We ask these questions at a critical moment when notions of generation are being deployed in the service of a “return” to colonial, white, and middle- to upper-class definitions of femininity as essentialist, maternal, domestic, and subservient. This is evident through the rise of white supremacist “pronatalist” and “tradwife” movements, restrictive and intentionally transphobic legal definitions of womanhood, and the clawing back of reproductive rights. A classist, colonial, white, heterosexual, cis, able-bodied ideal of femininity is reinforced through the ongoing rise of the Far Right, Trump 2.0, rising wealth inequality, and violently enforced colonial borders, from Turtle Island to Palestine. In the current genocide in Gaza, hierarchies of femininities are on display: the non-normative, militant femininities of Israeli soldiers are presented as empowered, while Muslim femininities are depicted as weak and subjected to a voyeuristic, Orientalist gaze (Pratt et al. 2025). In this moment, critical analysis of femininities—and the racialized and classed hierarchies between them—is vital.

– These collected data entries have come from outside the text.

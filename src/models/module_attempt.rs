use crate::models::module_kind::ModuleKind;
use chrono::{DateTime, Utc};
use serde::{Deserialize, Serialize};
use std::collections::BTreeMap;

/// Raw answers of one module. Reading and listening submit a flat id → text map,
/// writing and speaking a section / sub-part / question tree.
#[derive(Debug, Clone, PartialEq, Serialize, Deserialize)]
#[serde(untagged)]
pub enum AnswerPayload {
    Sections(Vec<SectionAnswers>),
    Flat(BTreeMap<String, String>),
}

#[derive(Debug, Clone, PartialEq, Serialize, Deserialize)]
pub struct SectionAnswers {
    pub section: String,
    #[serde(default)]
    pub parts: Vec<PartAnswers>,
}

#[derive(Debug, Clone, PartialEq, Serialize, Deserialize)]
pub struct PartAnswers {
    #[serde(default)]
    pub part: String,
    #[serde(default)]
    pub questions: Vec<LeafAnswer>,
}

#[derive(Debug, Clone, PartialEq, Serialize, Deserialize)]
pub struct LeafAnswer {
    pub question_id: String,
    #[serde(default)]
    pub text: String,
    #[serde(default)]
    pub duration_seconds: u32,
}

/// A single answer flattened out of a payload, with its inferred position.
#[derive(Debug, Clone, PartialEq)]
pub struct PayloadLeaf {
    pub question_id: String,
    pub text: String,
    pub ordinal: u32,
    pub bucket_hint: Option<String>,
}

impl Default for AnswerPayload {
    fn default() -> Self {
        AnswerPayload::Flat(BTreeMap::new())
    }
}

impl AnswerPayload {
    pub fn leaves(&self) -> Vec<PayloadLeaf> {
        match self {
            AnswerPayload::Flat(map) => {
                let mut leaves: Vec<PayloadLeaf> = map
                    .iter()
                    .enumerate()
                    .map(|(idx, (id, text))| PayloadLeaf {
                        question_id: id.clone(),
                        text: text.clone(),
                        ordinal: ordinal_from_id(id).unwrap_or(idx as u32 + 1),
                        bucket_hint: None,
                    })
                    .collect();
                leaves.sort_by(|a, b| a.ordinal.cmp(&b.ordinal).then(a.question_id.cmp(&b.question_id)));
                leaves
            }
            AnswerPayload::Sections(sections) => {
                let mut leaves = Vec::new();
                for section in sections {
                    for part in &section.parts {
                        let hint = if part.part.trim().is_empty() {
                            section.section.clone()
                        } else {
                            part.part.clone()
                        };
                        for leaf in &part.questions {
                            leaves.push(PayloadLeaf {
                                question_id: leaf.question_id.clone(),
                                text: leaf.text.clone(),
                                ordinal: leaves.len() as u32 + 1,
                                bucket_hint: Some(hint.clone()),
                            });
                        }
                    }
                }
                leaves
            }
        }
    }

    /// Updates an existing answer or, for flat payloads, inserts it.
    pub fn set_answer(&mut self, question_id: &str, text: &str) -> bool {
        match self {
            AnswerPayload::Flat(map) => {
                map.insert(question_id.to_string(), text.to_string());
                true
            }
            AnswerPayload::Sections(sections) => sections
                .iter_mut()
                .flat_map(|s| s.parts.iter_mut())
                .flat_map(|p| p.questions.iter_mut())
                .find(|leaf| leaf.question_id == question_id)
                .map(|leaf| leaf.text = text.to_string())
                .is_some(),
        }
    }

    pub fn len(&self) -> usize {
        match self {
            AnswerPayload::Flat(map) => map.len(),
            AnswerPayload::Sections(sections) => sections
                .iter()
                .flat_map(|s| s.parts.iter())
                .map(|p| p.questions.len())
                .sum(),
        }
    }

    pub fn is_empty(&self) -> bool {
        self.len() == 0
    }
}

/// Trailing digits of a question id ("q12" → 12).
pub fn ordinal_from_id(id: &str) -> Option<u32> {
    let digits: String = id
        .chars()
        .rev()
        .take_while(|c| c.is_ascii_digit())
        .collect::<Vec<_>>()
        .into_iter()
        .rev()
        .collect();
    digits.parse().ok()
}

/// Working state of one module while the candidate is inside it.
#[derive(Debug, Clone, Serialize, Deserialize)]
pub struct ModuleAttempt {
    pub module: ModuleKind,
    pub test_id: String,
    pub answers: AnswerPayload,
    pub started_at: Option<DateTime<Utc>>,
    pub expires_at: Option<DateTime<Utc>>,
}

impl ModuleAttempt {
    pub fn new(module: ModuleKind, test_id: impl Into<String>, answers: AnswerPayload) -> Self {
        Self {
            module,
            test_id: test_id.into(),
            answers,
            started_at: Some(Utc::now()),
            expires_at: None,
        }
    }

    pub fn with_expiry(mut self, expires_at: DateTime<Utc>) -> Self {
        self.expires_at = Some(expires_at);
        self
    }
}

Critical femininities frameworks offer a useful alternative to these normative narratives and oppressive mobilizations of femininity. As a discipline and praxis, critical femininities challenges the essentialist collapse between femininity and womanhood, opening up possibilities of a range of non- and anti-normative femininities. Critical femininities scholars consider femininity beyond its simplistic framing as a patriarchal tool of oppression to explore its potential as a radical site of political, theoretical, and cultural engagement and production (Brightwell and Taylor 2021; Dahl 2012; Hoskin and Blair 2022; McCann 2018; Nash 2018; Schwartz 2020; Spurgas 2021; Stardust 2015; Streeter 2021; Taylor and Hoskin 2023).

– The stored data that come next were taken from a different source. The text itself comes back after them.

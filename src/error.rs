use axum::{
    http::StatusCode,
    response::{IntoResponse, Json},
};
use serde_json::json;

pub type Result<T> = std::result::Result<T, Error>;

#[derive(Debug, thiserror::Error)]
pub enum Error {
    #[error("Configuration error: {0}")]
    Config(String),

    #[error("Bad request: {0}")]
    BadRequest(String),

    #[error("Not found: {0}")]
    NotFound(String),

    #[error("Conflict: {0}")]
    Conflict(String),

    /// Writing a module snapshot failed. The only failure that is surfaced to the candidate.
    #[error("Staging error: {0}")]
    Staging(String),

    #[error("Upstream error ({endpoint}): status {status}")]
    Upstream { endpoint: String, status: u16 },

    #[error("Database error: {0}")]
    Database(sqlx::Error),

    #[error("Validation error: {0}")]
    Validation(#[from] validator::ValidationErrors),

    #[error("JSON error: {0}")]
    Json(#[from] serde_json::Error),

    #[error(transparent)]
    Anyhow(#[from] anyhow::Error),

    #[error("HTTP error: {0}")]
    Reqwest(#[from] reqwest::Error),

    #[error("Internal error: {0}")]
    Internal(String),

    #[error("IO error: {0}")]
    Io(#[from] std::io::Error),
}

impl IntoResponse for Error {
    fn into_response(self) -> axum::response::Response {
        if let Error::Staging(msg) = &self {
            let body = Json(json!({ "error": msg, "retryable": true }));
            return (StatusCode::SERVICE_UNAVAILABLE, body).into_response();
        }

        let (status, error_message) = match self {
            Error::BadRequest(msg) => (StatusCode::BAD_REQUEST, msg),
            Error::NotFound(msg) => (StatusCode::NOT_FOUND, msg),
            Error::Conflict(msg) => (StatusCode::CONFLICT, msg),
            Error::Validation(err) => (StatusCode::BAD_REQUEST, err.to_string()),
            Error::Database(err) => (StatusCode::INTERNAL_SERVER_ERROR, err.to_string()),
            Error::Json(err) => (StatusCode::BAD_REQUEST, err.to_string()),
            Error::Reqwest(err) => (StatusCode::BAD_GATEWAY, format!("External service error: {}", err)),
            Error::Upstream { endpoint, status } => (
                StatusCode::BAD_GATEWAY,
                format!("External service {} responded with {}", endpoint, status),
            ),
            Error::Internal(msg) => (StatusCode::INTERNAL_SERVER_ERROR, msg),
            Error::Io(err) => (StatusCode::INTERNAL_SERVER_ERROR, err.to_string()),
            Error::Anyhow(err) => (StatusCode::BAD_REQUEST, err.to_string()),
            _ => (
                StatusCode::INTERNAL_SERVER_ERROR,
                "An unexpected error occurred".to_string(),
            ),
        };

        let body = Json(json!({ "error": error_message }));
        (status, body).into_response()
    }
}

impl From<sqlx::Error> for Error {
    fn from(err: sqlx::Error) -> Self {
        match err {
            sqlx::Error::RowNotFound => Error::NotFound("Resource not found".to_string()),
            other => Error::Database(other),
        }
    }
}
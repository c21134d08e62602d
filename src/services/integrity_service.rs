use crate::models::exam_session::{ExamSession, IntegrityViolation};
use async_trait::async_trait;
use std::sync::Arc;

/// The host refused an integrity effect. Never fatal.
#[derive(Debug, Clone, thiserror::Error)]
#[error("host denied {0}")]
pub struct HostDenied(pub String);

/// Exam-condition effects a presentation host can apply.
#[async_trait]
pub trait IntegrityHost: Send + Sync {
    async fn request_fullscreen(&self) -> std::result::Result<(), HostDenied>;
    async fn exit_fullscreen(&self);
    /// Back navigation re-pushes the current location while locked.
    fn set_back_navigation_lock(&self, locked: bool);
    fn set_close_confirmation(&self, enabled: bool);
}

/// Hosts without full-screen or navigation concepts, such as this server.
pub struct NoopIntegrityHost;

#[async_trait]
impl IntegrityHost for NoopIntegrityHost {
    async fn request_fullscreen(&self) -> std::result::Result<(), HostDenied> {
        Ok(())
    }

    async fn exit_fullscreen(&self) {}

    fn set_back_navigation_lock(&self, _locked: bool) {}

    fn set_close_confirmation(&self, _enabled: bool) {}
}

/// Arms and disarms exam conditions for one session. State lives on the session record,
/// so independent sessions never share flags.
#[derive(Clone)]
pub struct IntegrityGuard {
    host: Arc<dyn IntegrityHost>,
}

impl IntegrityGuard {
    pub fn new(host: Arc<dyn IntegrityHost>) -> Self {
        Self { host }
    }

    pub fn noop() -> Self {
        Self::new(Arc::new(NoopIntegrityHost))
    }

    /// Idempotent while already armed.
    pub async fn arm(&self, session: &mut ExamSession) {
        if session.integrity.armed {
            return;
        }

        if !session.integrity.fullscreen_held {
            match self.host.request_fullscreen().await {
                Ok(()) => session.integrity.fullscreen_held = true,
                Err(e) => tracing::debug!(session_id = %session.id, error = %e, "Full-screen request rejected"),
            }
        }
        self.host.set_back_navigation_lock(true);
        self.host.set_close_confirmation(true);
        session.integrity.armed = true;
    }

    /// Full-screen is released only once no module of the session will re-arm it.
    pub async fn disarm(&self, session: &mut ExamSession) {
        if session.integrity.armed {
            self.host.set_back_navigation_lock(false);
            self.host.set_close_confirmation(false);
            session.integrity.armed = false;
        }

        if session.integrity.fullscreen_held && !session.has_active_session() {
            self.host.exit_fullscreen().await;
            session.integrity.fullscreen_held = false;
        }
    }

    /// Drops every effect, full-screen included. Used once the candidate has been routed
    /// to results, even while the finalize call is still pending a retry.
    pub async fn release(&self, session: &mut ExamSession) {
        self.disarm(session).await;
        if session.integrity.fullscreen_held {
            self.host.exit_fullscreen().await;
            session.integrity.fullscreen_held = false;
        }
    }

    pub fn report_violation(
        &self,
        session: &mut ExamSession,
        kind: &str,
        detail: Option<String>,
    ) -> IntegrityViolation {
        let violation = session.record_violation(kind, detail).clone();
        tracing::warn!(
            session_id = %session.id,
            kind = %violation.kind,
            count = violation.count,
            "Integrity violation recorded"
        );
        violation
    }
}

Black, Indigenous, queer, trans, disabled and femme theorists have critiqued colonial, patriarchal, and white supremacist definitions of lineage, and envisioned alternative generational kinship structures that resist the limitations placed on femmes and feminine subjects (Eguchi and Long 2018; Hill Collins 2000; Weston 1991). French poststructuralist feminism from the 1970s on theorized écriture féminine, a feminist, non-patriarchal language (Cixous 1976; Irigaray 1985). Feminist and femme scholars have also presented femininity as a site that can generate affective connections (Dahl 2017; Kokka et al. 2024; Schwartz 2020), critical theoretical perspectives (Hoskin 2017; McFarland and Taylor 2021; Schwartz 2018; Shelton 2018), political movements and interventions (Brightwell 2025; Deliovsky 2008; Tinsley 2022), and expansive and reparative understandings of gender (Ellison 2019; Nnawulezi et al. 2015). As we witness the (re)generation of destructive norms of femininity and the attempted destruction of resistant cultures of femininity, we invite submissions that draw on these lineages to offer critical and intersectional contemplations about what past generations of femmes and feminine figures have left for us, and what we might leave for future generations.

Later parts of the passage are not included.